DATASET
//! Error types shared across the application.

use std::fmt::{Display, Formatter};

/// Shared application result type.
pub type Result<T> = std::result::Result<T, AppError>;

/// Application error enumeration covering all domain failure modes.
///
/// Malformed inbound lines are deliberately absent: they are reported as
/// [`DecodeSkip`](crate::machine::frame::DecodeSkip) and never leave the
/// reader loop.
#[derive(Debug, Clone, PartialEq, Eq)]
pub enum AppError {
    /// Configuration parsing or validation failure.
    Config(String),
    /// The child process could not be launched.
    Spawn(String),
    /// The readiness frame was not observed within the startup window.
    StartupTimeout(String),
    /// A correlation id was registered while an earlier request with the
    /// same id was still pending.
    DuplicateId(String),
    /// No correlated reply arrived before the request deadline.
    ResponseTimeout(String),
    /// The client was shut down or the child stream closed.
    ClientClosed(String),
    /// Writing to the child's standard input failed.
    Write(String),
    /// Outbound command text violates line framing.
    Protocol(String),
    /// Documentation or log search failure.
    Search(String),
    /// File-system or I/O operation failure.
    Io(String),
}

impl Display for AppError {
    fn fmt(&self, f: &mut Formatter<'_>) -> std::fmt::Result {
        match self {
            Self::Config(msg) => write!(f, "config: {msg}"),
            Self::Spawn(msg) => write!(f, "spawn: {msg}"),
            Self::StartupTimeout(msg) => write!(f, "startup timeout: {msg}"),
            Self::DuplicateId(msg) => write!(f, "duplicate id: {msg}"),
            Self::ResponseTimeout(msg) => write!(f, "response timeout: {msg}"),
            Self::ClientClosed(msg) => write!(f, "client closed: {msg}"),
            Self::Write(msg) => write!(f, "write: {msg}"),
            Self::Protocol(msg) => write!(f, "protocol: {msg}"),
            Self::Search(msg) => write!(f, "search: {msg}"),
            Self::Io(msg) => write!(f, "io: {msg}"),
        }
    }
}

impl std::error::Error for AppError {}

impl From<toml::de::Error> for AppError {
    fn from(err: toml::de::Error) -> Self {
        Self::Config(format!("invalid config: {err}"))
    }
}

impl From<regex::Error> for AppError {
    fn from(err: regex::Error) -> Self {
        Self::Search(format!("invalid pattern: {err}"))
    }
}
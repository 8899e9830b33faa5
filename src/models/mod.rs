//! Domain model module declarations.
//!
//! Typed views over the `data` payloads of CSend frames. Unknown fields are
//! ignored and optional fields default, so a newer child with extra fields
//! still decodes.

pub mod message;
pub mod peer;
pub mod status;
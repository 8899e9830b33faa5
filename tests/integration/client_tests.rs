//! Request correlation, event routing, and closure over in-memory pipes.

use std::time::Duration;

use serde_json::json;
use tokio::io::{AsyncWriteExt, DuplexStream};
use tokio::sync::mpsc;

use csend_bridge::machine::{ClientOptions, FrameKind, MachineClient, ProcessState, RequestOptions};
use csend_bridge::models::message::IncomingMessage;
use csend_bridge::AppError;

use super::test_helpers::{connect_fake, test_options};

/// Client whose stdin pipe holds `capacity` bytes and is never read.
///
/// Returns the unread stdin end and the child's stdout so both stay open.
async fn connect_unread_stdin(
    capacity: usize,
    options: ClientOptions,
) -> (MachineClient, DuplexStream, DuplexStream) {
    let (client_stdout, mut child_stdout) = tokio::io::duplex(4096);
    let (client_stdin, child_stdin) = tokio::io::duplex(capacity);
    child_stdout
        .write_all(b"{\"type\":\"ready\"}\n")
        .await
        .expect("write ready");
    let client = MachineClient::from_streams(client_stdout, client_stdin, "bot", options)
        .await
        .expect("handshake");
    (client, child_stdin, child_stdout)
}

#[tokio::test]
async fn out_of_order_responses_reach_their_callers() {
    let (client, mut child) = connect_fake(test_options()).await;

    let c1 = client.clone();
    let first = tokio::spawn(async move { c1.request("/list --id=a1").await });
    let c2 = client.clone();
    let second = tokio::spawn(async move { c2.request("/status --id=a2").await });

    let mut seen = vec![child.next_command().await, child.next_command().await];
    seen.sort();
    assert_eq!(seen, vec!["/list --id=a1", "/status --id=a2"]);

    child
        .emit(json!({"type": "response", "id": "a2", "command": "/status", "data": {}}))
        .await;
    child
        .emit(json!({"type": "response", "id": "a1", "command": "/list", "data": {"peers": [], "count": 0}}))
        .await;

    let list = first.await.expect("join").expect("a1 resolved");
    let status = second.await.expect("join").expect("a2 resolved");
    assert_eq!(list.command.as_deref(), Some("/list"));
    assert_eq!(status.command.as_deref(), Some("/status"));
    assert_eq!(client.pending_count(), 0);
}

#[tokio::test]
async fn generated_ids_are_sequential() {
    let (client, mut child) = connect_fake(test_options()).await;

    for expected in ["/status --id=cmd_1", "/stats --id=cmd_2"] {
        let command = expected.split_whitespace().next().unwrap_or_default().to_owned();
        let c = client.clone();
        let call = tokio::spawn(async move { c.request(&command).await });
        assert_eq!(child.answer_next(json!({})).await, expected);
        call.await.expect("join").expect("resolved");
    }
}

#[tokio::test]
async fn requested_id_is_appended() {
    let (client, mut child) = connect_fake(test_options()).await;

    let c = client.clone();
    let call = tokio::spawn(async move {
        c.request_with("/version", RequestOptions::default().with_id("v1"))
            .await
    });

    assert_eq!(child.answer_next(json!({"protocol_version": "1.0"})).await, "/version --id=v1");
    let frame = call.await.expect("join").expect("resolved");
    assert_eq!(frame.id.as_deref(), Some("v1"));
}

#[tokio::test]
async fn duplicate_pending_id_is_rejected() {
    let (client, mut child) = connect_fake(test_options()).await;

    let c = client.clone();
    let first = tokio::spawn(async move { c.request("/list --id=dup").await });
    let command = child.next_command().await;

    let err = client.request("/status --id=dup").await.expect_err("duplicate");
    assert!(matches!(err, AppError::DuplicateId(_)));

    child.respond(&command, json!({})).await;
    first.await.expect("join").expect("first still resolves");
}

#[tokio::test]
async fn late_response_after_timeout_is_dropped() {
    let (client, mut child) = connect_fake(test_options()).await;

    let err = client
        .request_with(
            "/stats --id=slow",
            RequestOptions::default().with_timeout(Duration::from_millis(100)),
        )
        .await
        .expect_err("timed out");
    assert!(matches!(err, AppError::ResponseTimeout(_)));
    assert_eq!(client.pending_count(), 0);

    let command = child.next_command().await;
    child.respond(&command, json!({})).await;

    // A round trip behind the late frame proves the reader has passed it.
    let c = client.clone();
    let sync = tokio::spawn(async move { c.request("/status --id=sync").await });
    child.answer_next(json!({})).await;
    sync.await.expect("join").expect("resolved");

    // The id is free again and the late frame did not resolve anything.
    let c = client.clone();
    let retry = tokio::spawn(async move { c.request("/stats --id=slow").await });
    let command = child.next_command().await;
    child.respond(&command, json!({"messages_sent": 7})).await;
    let frame = retry.await.expect("join").expect("resolved");
    assert_eq!(frame.data_field("messages_sent"), Some(&json!(7)));
}

#[tokio::test]
async fn noise_between_frames_is_ignored() {
    let (client, mut child) = connect_fake(test_options()).await;

    let c = client.clone();
    let call = tokio::spawn(async move { c.request("/list --id=n1").await });
    let command = child.next_command().await;

    child.emit_raw("[DEBUG] discovery tick").await;
    child.emit_raw("").await;
    child.emit_raw("[1,2,3]").await;
    child
        .emit(json!({"type": "response", "id": "unknown", "command": "/list"}))
        .await;
    child.respond(&command, json!({"peers": []})).await;

    call.await.expect("join").expect("resolved");
}

#[tokio::test]
async fn error_frame_resolves_the_request() {
    let (client, mut child) = connect_fake(test_options()).await;

    let c = client.clone();
    let call = tokio::spawn(async move { c.request("/bogus --id=e1").await });
    child.next_command().await;
    child
        .emit(json!({
            "type": "error",
            "id": "e1",
            "command": "/bogus",
            "error": {"code": "UNKNOWN_COMMAND", "message": "Unknown command: /bogus"}
        }))
        .await;

    let frame = call.await.expect("join").expect("error frame is a reply");
    assert_eq!(frame.kind, FrameKind::Error);
    assert_eq!(frame.error.map(|e| e.code), Some("UNKNOWN_COMMAND".to_owned()));
}

#[tokio::test]
async fn event_with_pending_id_goes_to_subscribers() {
    let (client, mut child) = connect_fake(test_options()).await;
    let (tx, mut rx) = mpsc::unbounded_channel();
    client.on_event("peer_update", move |frame| {
        let tx = tx.clone();
        async move {
            let _ = tx.send(frame);
            Ok(())
        }
    });

    let c = client.clone();
    let call = tokio::spawn(async move { c.request("/list --id=x1").await });
    let command = child.next_command().await;

    child
        .emit(json!({"type": "event", "event": "peer_update", "id": "x1", "data": {"action": "left"}}))
        .await;
    let event = tokio::time::timeout(Duration::from_secs(2), rx.recv())
        .await
        .expect("event delivered")
        .expect("channel open");
    assert_eq!(event.id.as_deref(), Some("x1"));
    assert_eq!(client.pending_count(), 1, "event did not resolve the request");

    child.respond(&command, json!({})).await;
    call.await.expect("join").expect("resolved");
}

#[tokio::test]
async fn message_events_are_decoded_for_typed_handlers() {
    let (client, mut child) = connect_fake(test_options()).await;
    let (tx, mut rx) = mpsc::unbounded_channel::<IncomingMessage>();
    client.on_message(move |message| {
        let tx = tx.clone();
        async move {
            let _ = tx.send(message);
            Ok(())
        }
    });

    child
        .emit(json!({"type": "event", "event": "message"}))
        .await;
    child
        .emit(json!({
            "type": "event",
            "event": "message",
            "data": {"from": {"username": "alice", "ip": "10.0.0.2"}, "content": "hello", "message_id": "msg_1"}
        }))
        .await;

    let message = tokio::time::timeout(Duration::from_secs(2), rx.recv())
        .await
        .expect("message delivered")
        .expect("channel open");
    assert_eq!(message.from.username, "alice");
    assert_eq!(message.content, "hello");
    assert_eq!(message.message_id.as_deref(), Some("msg_1"));
}

#[tokio::test]
async fn child_eof_fails_pending_and_terminates() {
    let (client, mut child) = connect_fake(test_options()).await;

    let c = client.clone();
    let call = tokio::spawn(async move { c.request("/list --id=gone").await });
    child.next_command().await;
    drop(child);

    let err = call.await.expect("join").expect_err("closed");
    assert!(matches!(err, AppError::ClientClosed(_)));

    tokio::time::timeout(Duration::from_secs(2), client.closed())
        .await
        .expect("client closes");
    assert_eq!(client.state(), ProcessState::Terminated);

    let err = client.send_command("/status").await.expect_err("closed");
    assert!(matches!(err, AppError::ClientClosed(_)));
}

#[tokio::test]
async fn closed_stdin_fails_the_request_and_the_client() {
    let (client, child) = connect_fake(test_options()).await;
    let super::test_helpers::FakeChild { commands, out } = child;
    drop(commands);

    let err = client.request("/status").await.expect_err("write fails");
    assert!(matches!(err, AppError::Write(_)));

    let err = client.request("/status").await.expect_err("client closed");
    assert!(matches!(err, AppError::ClientClosed(_)));
    drop(out);
}

#[tokio::test]
async fn disconnect_sends_quit_and_fails_pending() {
    let (client, mut child) = connect_fake(test_options()).await;

    let c = client.clone();
    let call = tokio::spawn(async move { c.request("/history 5 --id=h").await });
    assert_eq!(child.next_command().await, "/history 5 --id=h");

    assert_eq!(client.disconnect().await, None, "no child process to stop");
    assert_eq!(child.next_command().await, "/quit");

    let err = call.await.expect("join").expect_err("closed");
    assert!(matches!(err, AppError::ClientClosed(_)));
    assert_eq!(client.state(), ProcessState::Terminated);

    // Idempotent.
    assert_eq!(client.disconnect().await, None);
}

#[tokio::test]
async fn commands_with_line_breaks_are_refused() {
    let (client, _child) = connect_fake(test_options()).await;

    let err = client
        .send_command("/send 1 \"a\nb\"")
        .await
        .expect_err("multi-line");
    assert!(matches!(err, AppError::Protocol(_)));
    assert_eq!(client.state(), ProcessState::Running);
}

#[tokio::test]
async fn startup_discards_noise_until_ready() {
    let (client_stdout, mut child_stdout) = tokio::io::duplex(4096);
    let (client_stdin, _child_stdin) = tokio::io::duplex(4096);
    tokio::io::AsyncWriteExt::write_all(
        &mut child_stdout,
        b"CSend starting...\n{\"type\":\"start\"}\n{\"type\":\"response\",\"id\":\"early\"}\n{\"type\":\"ready\"}\n",
    )
    .await
    .expect("write");

    let client = MachineClient::from_streams(client_stdout, client_stdin, "bot", test_options())
        .await
        .expect("ready");

    assert_eq!(client.state(), ProcessState::Running);
    assert_eq!(client.identity(), "bot");
}

#[tokio::test]
async fn missing_ready_times_out() {
    let (client_stdout, _child_stdout) = tokio::io::duplex(4096);
    let (client_stdin, _child_stdin) = tokio::io::duplex(4096);
    let options = ClientOptions {
        startup_timeout: Duration::from_millis(100),
        ..test_options()
    };

    let err = MachineClient::from_streams(client_stdout, client_stdin, "bot", options)
        .await
        .expect_err("no ready");
    assert!(matches!(err, AppError::StartupTimeout(_)));
}

#[tokio::test]
async fn eof_before_ready_is_closed() {
    let (client_stdout, child_stdout) = tokio::io::duplex(4096);
    let (client_stdin, _child_stdin) = tokio::io::duplex(4096);
    drop(child_stdout);

    let err = MachineClient::from_streams(client_stdout, client_stdin, "bot", test_options())
        .await
        .expect_err("eof");
    assert!(matches!(err, AppError::ClientClosed(_)));
}

#[tokio::test]
async fn request_times_out_when_child_stops_reading_stdin() {
    let (client, _stdin, _stdout) = connect_unread_stdin(64, test_options()).await;

    let text = "x".repeat(500);
    let outcome = tokio::time::timeout(
        Duration::from_secs(3),
        client.request_with(
            &format!("/broadcast \"{text}\""),
            RequestOptions::default().with_timeout(Duration::from_millis(200)),
        ),
    )
    .await
    .expect("request finishes within its own deadline");

    assert!(matches!(outcome, Err(AppError::ResponseTimeout(_))), "{outcome:?}");
    assert_eq!(client.pending_count(), 0);

    // Half a line went out; nothing more may follow it.
    let err = client.request("/status").await.expect_err("writer closed");
    assert!(
        matches!(err, AppError::ClientClosed(_) | AppError::Write(_)),
        "{err:?}"
    );
}

#[tokio::test]
async fn disconnect_finishes_when_child_stops_reading_stdin() {
    let (client, _stdin, _stdout) = connect_unread_stdin(4, test_options()).await;

    let exit = tokio::time::timeout(Duration::from_secs(5), client.disconnect())
        .await
        .expect("disconnect is bounded");

    assert_eq!(exit, None);
    assert_eq!(client.state(), ProcessState::Terminated);
}

#[tokio::test]
async fn stuck_subscriber_does_not_delay_responses() {
    let (client, mut child) = connect_fake(test_options()).await;
    let (tx, mut rx) = mpsc::unbounded_channel();
    client.on_event("peer_update", move |_frame| {
        let _ = tx.send(());
        std::future::pending::<csend_bridge::Result<()>>()
    });

    child
        .emit(json!({"type": "event", "event": "peer_update", "data": {"action": "joined"}}))
        .await;
    tokio::time::timeout(Duration::from_secs(2), rx.recv())
        .await
        .expect("handler entered")
        .expect("channel open");

    let c = client.clone();
    let call = tokio::spawn(async move {
        c.request_with(
            "/status --id=live",
            RequestOptions::default().with_timeout(Duration::from_millis(500)),
        )
        .await
    });
    let command = child.next_command().await;
    child.respond(&command, json!({"peer_count": 0})).await;

    let frame = call
        .await
        .expect("join")
        .expect("response arrives while the handler is stuck");
    assert_eq!(frame.id.as_deref(), Some("live"));

    tokio::time::timeout(Duration::from_secs(5), client.disconnect())
        .await
        .expect("disconnect is bounded with a stuck handler");
}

WHAT TO DO
Restate the listing exactly, starting at its first line and ending at the line where "are reported as" occurs; include both and no other lines.

ANSWER TO THE PROBLEM
//! Error types shared across the application.

use std::fmt::{Display, Formatter};

/// Shared application result type.
pub type Result<T> = std::result::Result<T, AppError>;

/// Application error enumeration covering all domain failure modes.
///
/// Malformed inbound lines are deliberately absent: they are reported as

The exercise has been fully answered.